- **What you will do**: How many of the lines below include "delay"? Give the number and no other words.

Stored data entries:
+--

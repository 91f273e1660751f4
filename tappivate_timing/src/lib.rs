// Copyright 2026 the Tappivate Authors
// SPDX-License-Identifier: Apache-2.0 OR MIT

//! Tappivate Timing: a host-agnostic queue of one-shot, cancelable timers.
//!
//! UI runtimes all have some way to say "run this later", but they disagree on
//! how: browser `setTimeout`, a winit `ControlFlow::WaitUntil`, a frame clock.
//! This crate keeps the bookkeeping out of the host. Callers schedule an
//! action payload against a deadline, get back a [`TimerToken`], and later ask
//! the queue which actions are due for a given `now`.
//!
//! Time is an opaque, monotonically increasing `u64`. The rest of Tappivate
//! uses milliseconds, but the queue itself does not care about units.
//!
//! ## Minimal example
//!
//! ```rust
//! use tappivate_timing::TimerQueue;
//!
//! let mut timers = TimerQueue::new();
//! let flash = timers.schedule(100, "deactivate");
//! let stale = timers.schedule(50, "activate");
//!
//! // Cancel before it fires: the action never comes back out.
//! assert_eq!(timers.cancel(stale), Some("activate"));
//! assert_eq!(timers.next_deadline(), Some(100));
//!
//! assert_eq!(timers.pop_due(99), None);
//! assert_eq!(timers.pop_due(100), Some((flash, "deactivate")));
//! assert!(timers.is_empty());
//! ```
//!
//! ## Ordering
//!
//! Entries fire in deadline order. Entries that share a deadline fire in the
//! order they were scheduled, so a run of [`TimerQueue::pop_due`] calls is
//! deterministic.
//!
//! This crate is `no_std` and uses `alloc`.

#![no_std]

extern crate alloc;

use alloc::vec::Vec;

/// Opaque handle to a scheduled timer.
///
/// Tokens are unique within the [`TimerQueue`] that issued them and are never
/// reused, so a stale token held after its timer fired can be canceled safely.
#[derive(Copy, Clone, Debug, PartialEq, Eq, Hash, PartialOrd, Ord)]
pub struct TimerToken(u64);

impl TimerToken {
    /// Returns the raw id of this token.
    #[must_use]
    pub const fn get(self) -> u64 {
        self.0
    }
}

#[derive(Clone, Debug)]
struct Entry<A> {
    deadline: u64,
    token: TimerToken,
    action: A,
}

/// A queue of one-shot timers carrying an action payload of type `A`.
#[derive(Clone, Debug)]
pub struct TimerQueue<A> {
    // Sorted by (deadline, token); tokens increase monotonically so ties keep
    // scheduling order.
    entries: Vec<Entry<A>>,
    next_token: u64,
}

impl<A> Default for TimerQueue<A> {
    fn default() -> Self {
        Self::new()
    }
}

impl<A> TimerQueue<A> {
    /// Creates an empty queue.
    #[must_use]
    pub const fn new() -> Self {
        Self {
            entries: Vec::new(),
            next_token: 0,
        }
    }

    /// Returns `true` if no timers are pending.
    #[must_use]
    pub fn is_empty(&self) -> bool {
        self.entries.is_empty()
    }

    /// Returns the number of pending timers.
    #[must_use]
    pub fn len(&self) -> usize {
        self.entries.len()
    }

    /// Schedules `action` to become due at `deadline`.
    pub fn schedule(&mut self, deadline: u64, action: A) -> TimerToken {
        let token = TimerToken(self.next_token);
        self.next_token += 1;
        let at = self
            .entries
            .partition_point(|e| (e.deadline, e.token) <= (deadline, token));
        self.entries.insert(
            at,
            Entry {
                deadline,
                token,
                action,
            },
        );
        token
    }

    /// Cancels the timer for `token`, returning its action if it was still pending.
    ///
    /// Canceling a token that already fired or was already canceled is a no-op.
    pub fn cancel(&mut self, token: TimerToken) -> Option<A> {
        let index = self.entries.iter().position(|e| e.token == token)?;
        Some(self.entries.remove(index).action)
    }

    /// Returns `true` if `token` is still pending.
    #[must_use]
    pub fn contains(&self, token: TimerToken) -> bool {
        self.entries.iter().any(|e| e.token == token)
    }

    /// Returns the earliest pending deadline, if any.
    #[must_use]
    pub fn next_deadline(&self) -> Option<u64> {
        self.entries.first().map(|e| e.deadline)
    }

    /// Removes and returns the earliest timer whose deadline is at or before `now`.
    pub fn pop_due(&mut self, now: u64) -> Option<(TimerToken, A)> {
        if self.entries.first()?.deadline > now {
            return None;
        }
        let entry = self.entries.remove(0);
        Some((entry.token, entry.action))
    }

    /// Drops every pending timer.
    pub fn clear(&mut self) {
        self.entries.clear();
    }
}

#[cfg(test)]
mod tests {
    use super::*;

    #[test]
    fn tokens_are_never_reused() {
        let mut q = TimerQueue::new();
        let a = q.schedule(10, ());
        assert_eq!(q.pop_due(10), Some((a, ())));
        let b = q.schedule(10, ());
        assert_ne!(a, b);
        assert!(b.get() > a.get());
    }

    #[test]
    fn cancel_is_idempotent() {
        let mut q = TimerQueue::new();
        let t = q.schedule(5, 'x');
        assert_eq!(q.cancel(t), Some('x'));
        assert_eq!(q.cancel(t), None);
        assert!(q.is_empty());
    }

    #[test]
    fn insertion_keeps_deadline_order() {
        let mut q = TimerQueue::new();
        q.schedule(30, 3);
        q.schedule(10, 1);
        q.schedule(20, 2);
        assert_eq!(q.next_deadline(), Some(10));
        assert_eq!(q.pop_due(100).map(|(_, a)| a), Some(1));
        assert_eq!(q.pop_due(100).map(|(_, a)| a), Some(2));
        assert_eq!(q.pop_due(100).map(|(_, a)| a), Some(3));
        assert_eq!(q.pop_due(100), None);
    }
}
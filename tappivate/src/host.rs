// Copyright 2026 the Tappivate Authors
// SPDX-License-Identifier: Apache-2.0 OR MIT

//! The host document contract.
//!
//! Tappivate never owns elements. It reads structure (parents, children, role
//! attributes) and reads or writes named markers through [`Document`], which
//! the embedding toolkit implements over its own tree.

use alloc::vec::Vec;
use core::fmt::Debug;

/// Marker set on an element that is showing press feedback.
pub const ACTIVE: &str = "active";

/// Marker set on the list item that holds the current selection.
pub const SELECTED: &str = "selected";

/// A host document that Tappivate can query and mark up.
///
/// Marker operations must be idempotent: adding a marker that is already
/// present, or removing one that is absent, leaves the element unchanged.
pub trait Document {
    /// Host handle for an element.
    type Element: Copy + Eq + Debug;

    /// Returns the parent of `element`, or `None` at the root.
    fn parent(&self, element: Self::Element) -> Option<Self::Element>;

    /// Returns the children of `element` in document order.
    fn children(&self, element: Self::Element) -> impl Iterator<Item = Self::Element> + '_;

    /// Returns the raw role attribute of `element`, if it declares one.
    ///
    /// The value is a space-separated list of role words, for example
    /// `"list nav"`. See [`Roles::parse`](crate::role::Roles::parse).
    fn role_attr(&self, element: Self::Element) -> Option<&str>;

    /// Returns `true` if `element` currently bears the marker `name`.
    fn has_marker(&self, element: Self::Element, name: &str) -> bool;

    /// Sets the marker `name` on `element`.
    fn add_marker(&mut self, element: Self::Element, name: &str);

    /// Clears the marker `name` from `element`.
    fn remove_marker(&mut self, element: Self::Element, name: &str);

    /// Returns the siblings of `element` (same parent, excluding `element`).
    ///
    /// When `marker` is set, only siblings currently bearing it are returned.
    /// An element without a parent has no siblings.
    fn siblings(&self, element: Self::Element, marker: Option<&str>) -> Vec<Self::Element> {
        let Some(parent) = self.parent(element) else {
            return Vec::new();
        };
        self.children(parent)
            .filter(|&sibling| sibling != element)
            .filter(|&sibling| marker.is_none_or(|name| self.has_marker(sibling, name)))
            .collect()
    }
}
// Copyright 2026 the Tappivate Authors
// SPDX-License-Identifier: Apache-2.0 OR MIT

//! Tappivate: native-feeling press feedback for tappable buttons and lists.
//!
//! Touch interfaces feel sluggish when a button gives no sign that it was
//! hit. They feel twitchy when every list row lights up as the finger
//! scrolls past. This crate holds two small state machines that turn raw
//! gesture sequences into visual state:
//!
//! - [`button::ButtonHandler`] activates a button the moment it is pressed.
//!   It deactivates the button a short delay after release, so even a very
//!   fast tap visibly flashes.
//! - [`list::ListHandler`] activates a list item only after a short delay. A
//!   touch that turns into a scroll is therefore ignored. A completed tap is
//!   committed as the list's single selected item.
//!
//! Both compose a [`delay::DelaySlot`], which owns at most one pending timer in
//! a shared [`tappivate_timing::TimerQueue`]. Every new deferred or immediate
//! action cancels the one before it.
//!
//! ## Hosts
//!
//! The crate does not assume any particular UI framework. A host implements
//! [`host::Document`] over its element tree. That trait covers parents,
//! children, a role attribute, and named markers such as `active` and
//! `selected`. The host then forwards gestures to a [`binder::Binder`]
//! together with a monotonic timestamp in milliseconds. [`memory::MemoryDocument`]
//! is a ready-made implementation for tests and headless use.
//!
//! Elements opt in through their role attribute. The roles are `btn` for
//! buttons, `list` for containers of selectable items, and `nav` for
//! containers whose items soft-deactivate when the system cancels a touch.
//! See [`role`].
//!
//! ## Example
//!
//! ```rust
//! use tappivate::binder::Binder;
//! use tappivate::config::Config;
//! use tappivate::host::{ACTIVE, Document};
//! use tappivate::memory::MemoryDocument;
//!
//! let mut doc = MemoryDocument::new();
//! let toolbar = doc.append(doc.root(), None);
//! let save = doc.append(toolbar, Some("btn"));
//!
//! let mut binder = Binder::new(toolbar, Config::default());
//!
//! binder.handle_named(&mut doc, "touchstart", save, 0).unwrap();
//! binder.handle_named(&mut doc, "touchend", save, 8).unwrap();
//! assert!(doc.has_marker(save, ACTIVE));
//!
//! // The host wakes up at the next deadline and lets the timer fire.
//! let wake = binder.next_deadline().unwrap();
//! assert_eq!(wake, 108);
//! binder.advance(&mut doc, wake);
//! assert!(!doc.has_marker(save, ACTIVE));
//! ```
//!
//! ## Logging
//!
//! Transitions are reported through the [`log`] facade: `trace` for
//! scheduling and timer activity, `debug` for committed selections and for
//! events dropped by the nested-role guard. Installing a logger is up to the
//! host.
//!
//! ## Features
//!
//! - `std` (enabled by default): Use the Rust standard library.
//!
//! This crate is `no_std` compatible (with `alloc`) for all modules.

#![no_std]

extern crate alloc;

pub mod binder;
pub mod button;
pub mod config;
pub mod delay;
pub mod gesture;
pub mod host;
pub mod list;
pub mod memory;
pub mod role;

+--

- **Result below**: 4